Federal death-row case casts spotlight on racial injustices
Stay of execution may add to public concern about unfair application of death penalty based on race.
On Dec. 12, at 9 a.m., Juan Raul Garza was to become the first federal prisoner to be executed in 37 years. But last Thursday he got a reprieve, from none other than President Clinton.
Citing a recent study showing racial and geographic disparities in the federal death-penalty system, Mr. Clinton stayed Mr. Garza's execution for six months.
While still in favor of the death penalty, Clinton said the government needed more time to study whether there is racial bias in capital trials, and what can be done to remedy it.

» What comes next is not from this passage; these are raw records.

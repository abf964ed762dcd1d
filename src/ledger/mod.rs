//! Position ledger
//!
//! The position state machine, the book that owns every position, and the
//! monitoring task that marks them to market and drives exits.

mod book;
mod monitor;
mod position;

pub use book::{LedgerError, LedgerStats, PositionBook};
pub use monitor::{LedgerCommand, LedgerHandle, LedgerSnapshot, PositionMonitor};
pub use position::{
    ClosedTrade, ExitReason, Position, PositionLimits, PositionSide, PositionStatus,
};
use axum::{
    extract::{Multipart, Path, State},
    response::{IntoResponse, Json},
    Extension,
};
use bytes::Bytes;
use uuid::Uuid;

use crate::{
    dto::feedback_dto::SubmitFeedbackResponse,
    error::{Error, Result},
    middleware::auth::Claims,
    services::evaluation_service::{AnswerInput, Submission},
    AppState,
};

const DEFAULT_AUDIO_MIME: &str = "audio/webm";

fn parse_id(raw: Option<String>, field: &str) -> Result<Option<Uuid>> {
    match raw.map(|s| s.trim().to_string()).filter(|s| !s.is_empty()) {
        None => Ok(None),
        Some(s) => Uuid::parse_str(&s)
            .map(Some)
            .map_err(|_| Error::BadRequest(format!("Invalid {}", field))),
    }
}

#[utoipa::path(
    post,
    path = "/api/feedback/submit",
    responses(
        (status = 200, description = "Attempt evaluated and stored", body = Json<SubmitFeedbackResponse>),
        (status = 400, description = "Missing sessionId or questionId"),
        (status = 404, description = "Session or question not found"),
        (status = 409, description = "Session already completed")
    )
)]
#[axum::debug_handler]
pub async fn submit_feedback(
    State(state): State<AppState>,
    Extension(claims): Extension<Claims>,
    mut multipart: Multipart,
) -> Result<impl IntoResponse> {
    let mut session_id: Option<String> = None;
    let mut question_id: Option<String> = None;
    let mut mode: Option<String> = None;
    let mut answer_text: Option<String> = None;
    let mut duration: Option<String> = None;
    let mut audio: Option<(Bytes, String)> = None;

    while let Some(field) = multipart.next_field().await? {
        let name = field.name().unwrap_or_default().to_string();
        match name.as_str() {
            "sessionId" | "session_id" => session_id = Some(field.text().await?),
            "questionId" | "question_id" => question_id = Some(field.text().await?),
            "mode" => mode = Some(field.text().await?),
            "answerText" | "answer_text" => answer_text = Some(field.text().await?),
            "duration" => duration = Some(field.text().await?),
            "audio" => {
                let mime = field
                    .content_type()
                    .map(|s| s.to_string())
                    .unwrap_or_else(|| DEFAULT_AUDIO_MIME.to_string());
                let data = field.bytes().await?;
                if !data.is_empty() {
                    audio = Some((data, mime));
                }
            }
            _ => {}
        }
    }

    let answer = match (audio, mode.as_deref()) {
        (Some((data, mime_type)), mode) if mode != Some("text") => AnswerInput::Audio {
            bytes: data.to_vec(),
            mime_type,
        },
        _ => AnswerInput::Text(answer_text.unwrap_or_default()),
    };

    let submission = Submission {
        session_id: parse_id(session_id, "sessionId")?,
        question_id: parse_id(question_id, "questionId")?,
        answer,
        duration: duration
            .and_then(|d| d.trim().parse::<f64>().ok())
            .map(|d| d.round() as i32)
            .unwrap_or(0),
    };

    let evaluation = state.evaluation_service.submit(&claims.sub, submission).await?;
    Ok(Json(SubmitFeedbackResponse {
        ok: true,
        attempt_id: evaluation.attempt.id,
        degraded: evaluation.degraded.is_some(),
        analysis: evaluation.attempt,
    }))
}

#[utoipa::path(
    get,
    path = "/api/feedback/attempt/{id}",
    params(
        ("id" = Uuid, Path, description = "Attempt ID")
    ),
    responses(
        (status = 200, description = "Attempt with its question and ordinal"),
        (status = 404, description = "Attempt not found")
    )
)]
#[axum::debug_handler]
pub async fn get_attempt(
    State(state): State<AppState>,
    Extension(claims): Extension<Claims>,
    Path(id): Path<Uuid>,
) -> Result<impl IntoResponse> {
    let detail = state.attempt_service.get_attempt(&claims.sub, id).await?;
    Ok(Json(detail))
}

In the polarized world of death-penalty activists, the president's action pleased almost no one. Supporters of the death penalty criticized him for adding another delay to what they see as the government's rightful punishment of dangerous criminals. Opponents of capital punishment - including the NAACP, Pope John Paul II, and Nobel Laureate Elie Wiesel - breathed a sigh of relief for Garza, but said a stay of execution was far short of a full-scale moratorium on the death penalty.
But in the waning days of his administration, Clinton's stay of execution may achieve a larger goal: to cast a spotlight on the question of race in America's system of capital punishment.
"The Justice Department study shows that the death penalty is so clearly unfair," says Peter Loge, director of The Justice Project in Washington. "It's not that we should abandon it, because frankly there are people who shouldn't be on the streets. But we can do things to make sure it is a more level playing field."
There is little disagreement about the facts of the Garza case. Garza, a Hispanic father of four and admitted marijuana smuggler from Brownsville, Texas, has acknowledged murdering one drug distributor and ordering the deaths of another distributor and his bodyguard.
But Garza's lawyers have called on the president to commute his sentence to life without possibility of parole, calling the federal death penalty "grossly biased" against racial minorities.
For support, Garza and his lawyers point to a US Justice Department study of all the cases that federal prosecutors have submitted for capital punishment trials since 1976. Eighty percent of these cases had minority defendants. Today, 16 of the 20 people on federal death row are minorities. To death-penalty opponents, this is proof that prosecutors discriminate by race, consciously or not.
"We're in a country that has 15,000 murders a year, and less than 1 percent of [perpetrators] end up facing execution," says Richard Dieter, a death-penalty opponent, and director of the Death Penalty Information Center in Washington. "How does that 1 percent get chosen? If that process is biased, because of the race of the defendant, or the race of the victim, or what part of the country you live in, that fact is an arbitrary one."
Noting the 1972 Supreme Court decision to halt all death penalties because their application was arbitrary, Mr. Dieter says, "It's the same kind of problem."
But to capital punishment supporters, such discussions of racial statistics are beside the point.
"The possibility that somebody else may have gotten unfair treatment" because of racial bias or geography "is no reason to stop the execution of someone who is in fact guilty and does in fact deserve his penalty," says Kent Scheidegger, legal director of the Criminal Justice Legal Foundation, who calls Clinton's decision to stay Garza's execution "completely unjustified."
All death-penalty cases, both at the federal and state level, undergo detailed review and extensive appeals to be sure that a defendant has received a fair trial, adds Dudley Sharp, another death-penalty supporter and director of the Houston-based group Justice for All.
Yet doubts about the administration of capital punishment have clearly crept into the American mind-set. A recent study by The Justice Project found that nearly 47 percent of the 4,578 death-penalty cases that went to appellate court were overturned because of incompetent defense attorneys, police or prosecutor misconduct, or judicial error. Some 82 percent of the people whose death sentences were overturned were found to deserve a sentence less than death, and 7 percent were found to be innocent of the capital crime.
It was just such systemic flaws that led Republican Gov. George Ryan of Illinois to call for a moratorium on executions in his state.
The perception of error may even be causing a change of mind about the death penalty in Texas, the state that set a record this year for the number of people put to death in a single year: 40.
According to a still-to-be-published Texas Crime Poll, conducted by Sam Houston State University in Huntsville, support for the death penalty among Texans has dropped from 81 percent to 72 percent during the past six years. The biggest drops came from among blacks and young people ages 18 to 29.
There was even some wavering among strong death-penalty supporters. In 1994, 66 percent said they would still support capital punishment if there was the possibility of life without parole. In 2000, that number was 60 percent.